January 27, 2014
ADRIAN PENA, Plaintiff,
UNITED STATES GOVERNMENT et al., Defendants.
ORDER DISMISSING CASE WITHOUT LEAVE TO AMEND
OTIS D. WRIGHT, II, District Judge.
Plaintiff Adrian Pena is proceeding pro se in this action. On October 7, 2013, Pena filed a Complaint naming a number of seemingly unrelated entities and individuals as Defendants. (ECF No. 1.) A First Amended Complaint ("FAC") was filed on October 29, 2013. (ECF No. 8.) There are more than two dozen Defendants named in the FAC. As far as the Court can make out, Pena's allegations involve some sort of wiretapping, forced inoculations, and a meat processor.
The case was transferred to this Court on January 24, 2014. There are several Motions to Dismiss pending in this action, all of which argue that the FAC fails to comply with Federal Rule of Civil Procedure 8(a). (ECF Nos. 22, 24, 29, 31, 33, 34, 39, 43, 64.) All of the Motions contend that the allegations in the FAC are rambling and unintelligible.
Federal Rule of Civil Procedure 8(a) requires that a pleading contain a short and plain statement of a claim showing that the pleader is entitled to relief. Bautista v. L.A. Cnty., 216 F.3d 837, 840 (9th Cir. 2000). Further, a plaintiff must eliminate all preambles, introductions, argument, speeches, explanations, stories, griping, vouching, evidence, attempts to negate possible defenses, summaries, and the like from his complaint. McHenry v. Renne, 84 F.3d 1172, 1180 (9th Cir. 1996). The Court should be able to read and understand a plaintiff's pleading within minutes.

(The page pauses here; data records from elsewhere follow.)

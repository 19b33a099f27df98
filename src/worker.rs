use std::sync::Arc;
use tokio_util::sync::CancellationToken;
use tracing::{debug, info, warn};

use crate::error::{Result, ScrapeError};
use crate::extract::{extract, parse_document};
use crate::fetch::PageFetcher;
use crate::job::Job;
use crate::repository::JobRepository;

/// What happened to a job that was processed without error.
#[derive(Debug, Clone, Copy, PartialEq, Eq)]
pub enum ScrapeOutcome {
    /// No source URL, nothing fetched.
    Skipped,
    /// Page fetched but nothing extracted; the record was not written.
    Unchanged,
    /// New description and/or status persisted.
    Updated,
}

/// Refreshes one job from its live posting.
#[derive(Clone)]
pub struct FetchWorker {
    repository: Arc<dyn JobRepository>,
    fetcher: Arc<dyn PageFetcher>,
}

impl FetchWorker {
    pub fn new(repository: Arc<dyn JobRepository>, fetcher: Arc<dyn PageFetcher>) -> Self {
        Self {
            repository,
            fetcher,
        }
    }

    /// Fetch, extract and conditionally persist a single job.
    ///
    /// Makes exactly one GET attempt. A non-200 response is an error and never
    /// changes the job's status by itself.
    pub async fn process_job(&self, mut job: Job, cancel: &CancellationToken) -> Result<ScrapeOutcome> {
        if !job.has_source() {
            debug!(job_id = %job.id, "No source URL, skipping");
            return Ok(ScrapeOutcome::Skipped);
        }

        let page = self.fetcher.fetch(&job.url, cancel).await.map_err(|e| {
            if !matches!(e, ScrapeError::Cancelled) {
                warn!(job_id = %job.id, url = %job.url, error = %e, "Failed to fetch job posting");
            }
            e
        })?;

        if !page.is_ok() {
            warn!(job_id = %job.id, url = %job.url, status = page.status, "Non-OK HTTP status");
            return Err(ScrapeError::HttpStatus(page.status));
        }

        // The parsed document is not Send; keep it out of scope of the awaits below.
        let extracted = {
            let document = parse_document(&page.body).map_err(|e| {
                warn!(job_id = %job.id, url = %job.url, error = %e, "Failed to parse job posting");
                e
            })?;
            extract(&document)
        };

        if !job.apply_scrape(&extracted.description, &extracted.status) {
            debug!(job_id = %job.id, "Nothing extracted, leaving job untouched");
            return Ok(ScrapeOutcome::Unchanged);
        }

        self.repository.update_job(&job).await.map_err(|e| {
            warn!(job_id = %job.id, error = %e, "Failed to persist scraped job");
            ScrapeError::Persist(e)
        })?;

        info!(
            job_id = %job.id,
            status = %job.status,
            description_len = job.description.len(),
            "Job refreshed from posting"
        );
        Ok(ScrapeOutcome::Updated)
    }
}
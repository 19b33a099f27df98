use chrono::{DateTime, Utc};
use serde::{Deserialize, Serialize};
use uuid::Uuid;

/// Application status of a tracked job.
///
/// `Pending` through `Offer` are set by the user; `Open`, `Closed` and
/// `Unknown` come out of scraping the live posting.
#[derive(Debug, Clone, Copy, PartialEq, Eq, Hash, Serialize, Deserialize)]
#[serde(rename_all = "UPPERCASE")]
pub enum JobStatus {
    Unknown,
    Open,
    Closed,
    Pending,
    Applied,
    Interview,
    Rejected,
    Offer,
}

impl JobStatus {
    /// Maps a free-text label onto the vocabulary, ignoring case.
    /// Anything unrecognised becomes `Unknown`.
    pub fn from_label(label: &str) -> Self {
        match label.trim().to_uppercase().as_str() {
            "OPEN" => JobStatus::Open,
            "CLOSED" => JobStatus::Closed,
            "PENDING" => JobStatus::Pending,
            "APPLIED" => JobStatus::Applied,
            "INTERVIEW" => JobStatus::Interview,
            "REJECTED" => JobStatus::Rejected,
            "OFFER" => JobStatus::Offer,
            _ => JobStatus::Unknown,
        }
    }

    pub fn as_str(&self) -> &'static str {
        match self {
            JobStatus::Unknown => "UNKNOWN",
            JobStatus::Open => "OPEN",
            JobStatus::Closed => "CLOSED",
            JobStatus::Pending => "PENDING",
            JobStatus::Applied => "APPLIED",
            JobStatus::Interview => "INTERVIEW",
            JobStatus::Rejected => "REJECTED",
            JobStatus::Offer => "OFFER",
        }
    }
}

impl std::fmt::Display for JobStatus {
    fn fmt(&self, f: &mut std::fmt::Formatter<'_>) -> std::fmt::Result {
        f.write_str(self.as_str())
    }
}

#[derive(Debug, Clone, PartialEq, Serialize, Deserialize)]
#[serde(rename_all = "camelCase")]
pub struct Job {
    pub id: Uuid,
    pub company: String,
    pub position: String,
    pub description: String,
    pub status: JobStatus,
    pub salary: i64,
    pub remote: bool,
    /// Posting to re-scrape. Empty means the job is never fetched.
    pub url: String,
    pub created_at: DateTime<Utc>,
    pub updated_at: DateTime<Utc>,
}

impl Job {
    pub fn new(
        company: impl Into<String>,
        position: impl Into<String>,
        description: impl Into<String>,
        salary: i64,
        remote: bool,
        url: impl Into<String>,
    ) -> Self {
        let now = Utc::now();
        Self {
            id: Uuid::new_v4(),
            company: company.into(),
            position: position.into(),
            description: description.into(),
            status: JobStatus::Pending,
            salary,
            remote,
            url: url.into(),
            created_at: now,
            updated_at: now,
        }
    }

    /// Replace the user-editable fields.
    pub fn update(
        &mut self,
        company: impl Into<String>,
        position: impl Into<String>,
        description: impl Into<String>,
        salary: i64,
        remote: bool,
        url: impl Into<String>,
    ) {
        self.updated_at = Utc::now();
        self.company = company.into();
        self.position = position.into();
        self.description = description.into();
        self.salary = salary;
        self.remote = remote;
        self.url = url.into();
    }

    /// Apply what a scrape extracted. Empty values leave the field alone.
    /// Returns `false` when nothing was applied.
    pub fn apply_scrape(&mut self, description: &str, status: &str) -> bool {
        if description.is_empty() && status.is_empty() {
            return false;
        }
        if !description.is_empty() {
            self.description = description.to_string();
        }
        if !status.is_empty() {
            self.status = JobStatus::from_label(status);
        }
        true
    }

    pub fn has_source(&self) -> bool {
        !self.url.trim().is_empty()
    }
}
//! Job persistence.
//!
//! The scraping engine only needs [`JobRepository::get_all`] and
//! [`JobRepository::update_job`]; the rest of the trait is the CRUD surface
//! used by the rest of the application.

use async_trait::async_trait;
use chrono::{DateTime, Utc};
use csv::{ReaderBuilder, WriterBuilder};
use serde::{Deserialize, Serialize};
use std::collections::HashMap;
use std::path::Path;
use tokio::sync::RwLock;
use uuid::Uuid;

use crate::error::RepositoryError;
use crate::job::{Job, JobStatus};

pub type RepositoryResult<T> = std::result::Result<T, RepositoryError>;

#[async_trait]
pub trait JobRepository: Send + Sync {
    async fn create_job(&self, job: Job) -> RepositoryResult<()>;

    async fn get_job_by_id(&self, id: Uuid) -> RepositoryResult<Job>;

    async fn get_all(&self) -> RepositoryResult<Vec<Job>>;

    /// Save the whole record. Bumps `updated_at`.
    async fn update_job(&self, job: &Job) -> RepositoryResult<()>;

    async fn delete_job(&self, id: Uuid) -> RepositoryResult<()>;

    async fn get_jobs_by_status(&self, status: JobStatus) -> RepositoryResult<Vec<Job>>;
}

/// One row of the tracking CSV.
#[derive(Debug, Serialize, Deserialize)]
struct JobRecord {
    #[serde(rename = "Id")]
    id: Uuid,
    #[serde(rename = "Company")]
    company: String,
    #[serde(rename = "Position")]
    position: String,
    #[serde(rename = "Description")]
    description: String,
    #[serde(rename = "Status")]
    status: String,
    #[serde(rename = "Salary")]
    salary: i64,
    #[serde(rename = "Remote")]
    remote: bool,
    #[serde(rename = "Url")]
    url: String,
    #[serde(rename = "CreatedAt")]
    created_at: DateTime<Utc>,
    #[serde(rename = "UpdatedAt")]
    updated_at: DateTime<Utc>,
}

impl From<JobRecord> for Job {
    fn from(record: JobRecord) -> Self {
        Job {
            id: record.id,
            company: record.company,
            position: record.position,
            description: record.description,
            status: JobStatus::from_label(&record.status),
            salary: record.salary,
            remote: record.remote,
            url: record.url,
            created_at: record.created_at,
            updated_at: record.updated_at,
        }
    }
}

impl From<&Job> for JobRecord {
    fn from(job: &Job) -> Self {
        JobRecord {
            id: job.id,
            company: job.company.clone(),
            position: job.position.clone(),
            description: job.description.clone(),
            status: job.status.to_string(),
            salary: job.salary,
            remote: job.remote,
            url: job.url.clone(),
            created_at: job.created_at,
            updated_at: job.updated_at,
        }
    }
}

/// Process-local repository, optionally seeded from and flushed to a CSV file.
#[derive(Debug, Default)]
pub struct InMemoryJobRepository {
    jobs: RwLock<HashMap<Uuid, Job>>,
}

impl InMemoryJobRepository {
    pub fn new() -> Self {
        Self::default()
    }

    pub fn with_jobs(jobs: impl IntoIterator<Item = Job>) -> Self {
        Self {
            jobs: RwLock::new(jobs.into_iter().map(|job| (job.id, job)).collect()),
        }
    }

    /// Load every row of a tracking CSV. Statuses are mapped through
    /// [`JobStatus::from_label`].
    pub fn load_csv(path: &Path) -> RepositoryResult<Self> {
        let mut rdr = ReaderBuilder::new().has_headers(true).from_path(path)?;
        let mut jobs = Vec::new();
        for result in rdr.deserialize() {
            let record: JobRecord = result?;
            jobs.push(Job::from(record));
        }
        tracing::info!(path = %path.display(), count = jobs.len(), "Loaded tracked jobs");
        Ok(Self::with_jobs(jobs))
    }

    /// Write all jobs to `path`, oldest first.
    pub async fn save_csv(&self, path: &Path) -> RepositoryResult<()> {
        let mut jobs = self.get_all().await?;
        jobs.sort_by_key(|job| job.created_at);

        let mut wtr = WriterBuilder::new().has_headers(true).from_path(path)?;
        for job in &jobs {
            wtr.serialize(JobRecord::from(job))?;
        }
        wtr.flush()?;
        tracing::info!(path = %path.display(), count = jobs.len(), "Saved tracked jobs");
        Ok(())
    }

    pub async fn len(&self) -> usize {
        self.jobs.read().await.len()
    }

    pub async fn is_empty(&self) -> bool {
        self.jobs.read().await.is_empty()
    }
}

#[async_trait]
impl JobRepository for InMemoryJobRepository {
    async fn create_job(&self, job: Job) -> RepositoryResult<()> {
        let mut jobs = self.jobs.write().await;
        if jobs.contains_key(&job.id) {
            return Err(RepositoryError::AlreadyExists(job.id));
        }
        jobs.insert(job.id, job);
        Ok(())
    }

    async fn get_job_by_id(&self, id: Uuid) -> RepositoryResult<Job> {
        self.jobs
            .read()
            .await
            .get(&id)
            .cloned()
            .ok_or(RepositoryError::NotFound(id))
    }

    async fn get_all(&self) -> RepositoryResult<Vec<Job>> {
        Ok(self.jobs.read().await.values().cloned().collect())
    }

    async fn update_job(&self, job: &Job) -> RepositoryResult<()> {
        let mut jobs = self.jobs.write().await;
        let stored = jobs
            .get_mut(&job.id)
            .ok_or(RepositoryError::NotFound(job.id))?;
        *stored = job.clone();
        stored.updated_at = Utc::now();
        Ok(())
    }

    async fn delete_job(&self, id: Uuid) -> RepositoryResult<()> {
        self.jobs
            .write()
            .await
            .remove(&id)
            .map(|_| ())
            .ok_or(RepositoryError::NotFound(id))
    }

    async fn get_jobs_by_status(&self, status: JobStatus) -> RepositoryResult<Vec<Job>> {
        Ok(self
            .jobs
            .read()
            .await
            .values()
            .filter(|job| job.status == status)
            .cloned()
            .collect())
    }
}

Id. at 1177. Although the Court is required to give pro se plaintiffs some leniency in terms of procedure, the plaintiff must still adequately plead his complaint. See Eldridge v. Block, 832 F.2d 1132, 1135-36 (9th Cir. 1987). A complaint that is unintelligible serves no purpose; but more importantly, it fails to perform the essential functions of a complaint. McHenry, 84 F.3d at 1180. And it requires all parties- plaintiff, defendant, and the court-to expend resources just trying to decipher the prose. A court may sua sponte dismiss a complaint under Federal Rule of Civil Procedure 12(b)(6) for failure to comply with Federal Rule of Civil Procedure 8. See Omar v. Sea-Land Serv., Inc., 813 F.2d 986, 991 (9th Cir. 1987).

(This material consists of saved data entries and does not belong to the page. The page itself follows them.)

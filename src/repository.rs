// SPDX-FileCopyrightText: 2025 Jason Pena <jasonpena@awkless.com>
// SPDX-License-Identifier: MIT

//! Bare repository reconciliation.
//!
//! Make sure a bare store exists at the configured git directory, and that it
//! is bound to exactly one "origin" remote. Checks run in a fixed order:
//! existence, file type, store validity, then remote binding. Each failure is
//! therefore attributable to a single cause. A second run with the same
//! arguments is a no-op, and a second run with a different remote is reported
//! as a conflict instead of silently rebinding the store.

use crate::store::{Git2Store, StoreAccess};

use std::{
    fs::{read_link, symlink_metadata},
    io::ErrorKind,
    path::{Path, PathBuf},
};
use tracing::{info, instrument};

/// Name of the remote barehome manages.
pub const ORIGIN: &str = "origin";

/// What the initializer had to do to reach the desired state.
#[derive(Debug, Default, Clone, Copy, PartialEq, Eq)]
pub struct RepositoryOutcome {
    /// Git directory had to be created.
    pub created_dir: bool,

    /// Bare store had to be initialized.
    pub initialized: bool,

    /// Origin remote had to be bound.
    pub bound_remote: bool,
}

impl RepositoryOutcome {
    /// Check if any mutation took place.
    pub fn changed(&self) -> bool {
        self.created_dir || self.initialized || self.bound_remote
    }
}

/// Reconcile bare store and its origin remote.
#[derive(Debug, Default, Clone)]
pub struct RepositoryInitializer<S = Git2Store>
where
    S: StoreAccess,
{
    store: S,
}

impl<S> RepositoryInitializer<S>
where
    S: StoreAccess,
{
    /// Construct new repository initializer.
    pub fn new(store: S) -> Self {
        Self { store }
    }

    /// Bring git directory in line with desired remote.
    ///
    /// | current origin    | action         | result                        |
    /// |-------------------|----------------|-------------------------------|
    /// | empty             | bind to url    | success                       |
    /// | equal to url      | nothing        | success                       |
    /// | different from url| nothing        | [`RepositoryError::RemoteConflict`] |
    ///
    /// # Errors
    ///
    /// - Return [`RepositoryError::PathConflict`] if path exists but is not a
    ///   directory.
    /// - Return [`RepositoryError::RemoteConflict`] if origin is bound to a
    ///   different URL.
    /// - Return [`RepositoryError::CreateDir`] if git directory cannot be
    ///   created.
    /// - Return [`RepositoryError::Store`] if store operations fail.
    #[instrument(skip(self), level = "debug")]
    pub fn reconcile(&self, git_dir: &Path, remote_url: &str) -> Result<RepositoryOutcome> {
        let mut outcome = RepositoryOutcome::default();

        match symlink_metadata(git_dir) {
            Err(err) if err.kind() == ErrorKind::NotFound => {
                info!("create git directory {:?}", git_dir.display());
                mkdirp::mkdirp(git_dir).map_err(|err| RepositoryError::CreateDir {
                    source: err,
                    path: git_dir.to_path_buf(),
                })?;
                outcome.created_dir = true;
            }
            Err(err) => {
                return Err(RepositoryError::Inspect {
                    source: err,
                    path: git_dir.to_path_buf(),
                })
            }
            // INVARIANT: Follow symlinks to directories, reject everything else.
            Ok(_) if !git_dir.is_dir() => {
                return Err(RepositoryError::PathConflict {
                    path: git_dir.to_path_buf(),
                    listing: describe_path(git_dir),
                });
            }
            Ok(_) => {}
        }

        if self.store.is_store(git_dir) {
            info!("bare repository already exists at {:?}", git_dir.display());
        } else {
            info!("initialize bare repository at {:?}", git_dir.display());
            self.store.init_bare(git_dir)?;
            outcome.initialized = true;
        }

        let current = self.store.remote_url(git_dir, ORIGIN)?;
        if current.is_empty() {
            info!("bind remote {ORIGIN} to {remote_url:?}");
            self.store.add_remote(git_dir, ORIGIN, remote_url)?;
            outcome.bound_remote = true;
        } else if current == remote_url {
            info!("remote {ORIGIN} already bound to {remote_url:?}");
        } else {
            return Err(RepositoryError::RemoteConflict {
                current,
                desired: remote_url.to_string(),
            });
        }

        Ok(outcome)
    }
}

// Operator-facing listing of whatever sits at the path, in the spirit of `ls -l`.
fn describe_path(path: &Path) -> String {
    let meta = match symlink_metadata(path) {
        Ok(meta) => meta,
        Err(err) => return format!("{}: {err}", path.display()),
    };

    let kind = if meta.file_type().is_symlink() {
        "symlink"
    } else if meta.is_file() {
        "file"
    } else {
        "other"
    };
    let mut listing = format!("{kind} {:>8} {}", meta.len(), path.display());

    if meta.file_type().is_symlink() {
        if let Ok(target) = read_link(path) {
            listing.push_str(&format!(" -> {}", target.display()));
        }
    }

    listing
}

/// Repository reconciliation error types.
#[derive(Debug, thiserror::Error)]
pub enum RepositoryError {
    /// Git directory path is taken by something other than a directory.
    #[error("{:?} exists but is not a directory:\n{listing}", path.display())]
    PathConflict { path: PathBuf, listing: String },

    /// Origin remote is bound to a different URL.
    #[error("remote origin is already set to {current:?}, refusing to change it to {desired:?}")]
    RemoteConflict { current: String, desired: String },

    /// Git directory cannot be created.
    #[error("failed to create git directory at {:?}", path.display())]
    CreateDir {
        #[source]
        source: std::io::Error,
        path: PathBuf,
    },

    /// Git directory cannot be inspected.
    #[error("failed to inspect {:?}", path.display())]
    Inspect {
        #[source]
        source: std::io::Error,
        path: PathBuf,
    },

    /// Store operations fail.
    #[error(transparent)]
    Store(#[from] crate::store::StoreError),
}

/// Friendly result alias :3
pub type Result<T, E = RepositoryError> = std::result::Result<T, E>;

#[cfg(test)]
mod tests {
    use super::*;
    use pretty_assertions::assert_eq;
    use sealed_test::prelude::*;
    use std::fs::write;

    #[sealed_test]
    fn reconcile_fresh_path() -> anyhow::Result<()> {
        let git_dir = std::env::current_dir()?.join("nested").join("dots.git");
        let init = RepositoryInitializer::new(Git2Store::new());

        let result = init.reconcile(&git_dir, "https://blah.org/dots.git")?;
        let expect = RepositoryOutcome {
            created_dir: true,
            initialized: true,
            bound_remote: true,
        };
        assert_eq!(result, expect);

        let store = Git2Store::new();
        assert!(store.is_store(&git_dir));
        assert_eq!(store.remote_url(&git_dir, ORIGIN)?, "https://blah.org/dots.git");

        Ok(())
    }

    #[sealed_test]
    fn reconcile_twice_is_noop() -> anyhow::Result<()> {
        let git_dir = std::env::current_dir()?.join("dots.git");
        let init = RepositoryInitializer::new(Git2Store::new());

        init.reconcile(&git_dir, "https://blah.org/dots.git")?;
        let result = init.reconcile(&git_dir, "https://blah.org/dots.git")?;
        assert_eq!(result, RepositoryOutcome::default());
        assert!(!result.changed());

        Ok(())
    }

    #[sealed_test]
    fn reconcile_existing_empty_directory() -> anyhow::Result<()> {
        let git_dir = std::env::current_dir()?.join("dots.git");
        std::fs::create_dir(&git_dir)?;
        let init = RepositoryInitializer::new(Git2Store::new());

        let result = init.reconcile(&git_dir, "https://blah.org/dots.git")?;
        let expect = RepositoryOutcome {
            created_dir: false,
            initialized: true,
            bound_remote: true,
        };
        assert_eq!(result, expect);

        Ok(())
    }

    #[sealed_test]
    fn reconcile_remote_conflict_leaves_binding() -> anyhow::Result<()> {
        let git_dir = std::env::current_dir()?.join("dots.git");
        let init = RepositoryInitializer::new(Git2Store::new());
        init.reconcile(&git_dir, "https://blah.org/a.git")?;

        let result = init.reconcile(&git_dir, "https://blah.org/b.git");
        match result {
            Err(RepositoryError::RemoteConflict { current, desired }) => {
                assert_eq!(current, "https://blah.org/a.git");
                assert_eq!(desired, "https://blah.org/b.git");
            }
            other => panic!("expected remote conflict, got {other:?}"),
        }

        let store = Git2Store::new();
        assert_eq!(store.remote_url(&git_dir, ORIGIN)?, "https://blah.org/a.git");

        Ok(())
    }

    #[sealed_test]
    fn reconcile_path_conflict_on_file() -> anyhow::Result<()> {
        let git_dir = std::env::current_dir()?.join("dots.git");
        write(&git_dir, "not a directory")?;
        let init = RepositoryInitializer::new(Git2Store::new());

        let result = init.reconcile(&git_dir, "https://blah.org/dots.git");
        match result {
            Err(RepositoryError::PathConflict { path, listing }) => {
                assert_eq!(path, git_dir);
                assert!(listing.starts_with("file"));
                assert!(listing.contains("dots.git"));
            }
            other => panic!("expected path conflict, got {other:?}"),
        }

        Ok(())
    }

    #[cfg(unix)]
    #[sealed_test]
    fn reconcile_path_conflict_on_dangling_symlink() -> anyhow::Result<()> {
        let root = std::env::current_dir()?;
        let git_dir = root.join("dots.git");
        std::os::unix::fs::symlink(root.join("gone"), &git_dir)?;
        let init = RepositoryInitializer::new(Git2Store::new());

        let result = init.reconcile(&git_dir, "https://blah.org/dots.git");
        match result {
            Err(RepositoryError::PathConflict { listing, .. }) => {
                assert!(listing.starts_with("symlink"));
                assert!(listing.ends_with(&format!(" -> {}", root.join("gone").display())));
            }
            other => panic!("expected path conflict, got {other:?}"),
        }

        Ok(())
    }
}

In addition, the factual allegations in a complaint "must be enough to raise a right to relief above the speculative level." Bell Atl. Corp. v. Twombly, 550 U.S. 544, 555 (2007). That is, the complaint must "contain sufficient factual matter, accepted as true, to state a claim to relief that is plausible on its face." Ashcroft v. Iqbal, 556 U.S. 662, 678 (2009). The determination whether a complaint satisfies the plausibility standard is a "context-specific task that requires the reviewing court to draw on its judicial experience and common sense." Id. at 679. Generally, a court must construe all "factual allegations set forth in the complaint... as true and... in the light most favorable" to the plaintiff. Lee v. City of L.A., 250 F.3d 668, 688 (9th Cir. 2001). But a court need not blindly accept conclusory allegations, unwarranted deductions of fact, and unreasonable inferences. Sprewell v. Golden State Warriors, 266 F.3d 979, 988 (9th Cir. 2001).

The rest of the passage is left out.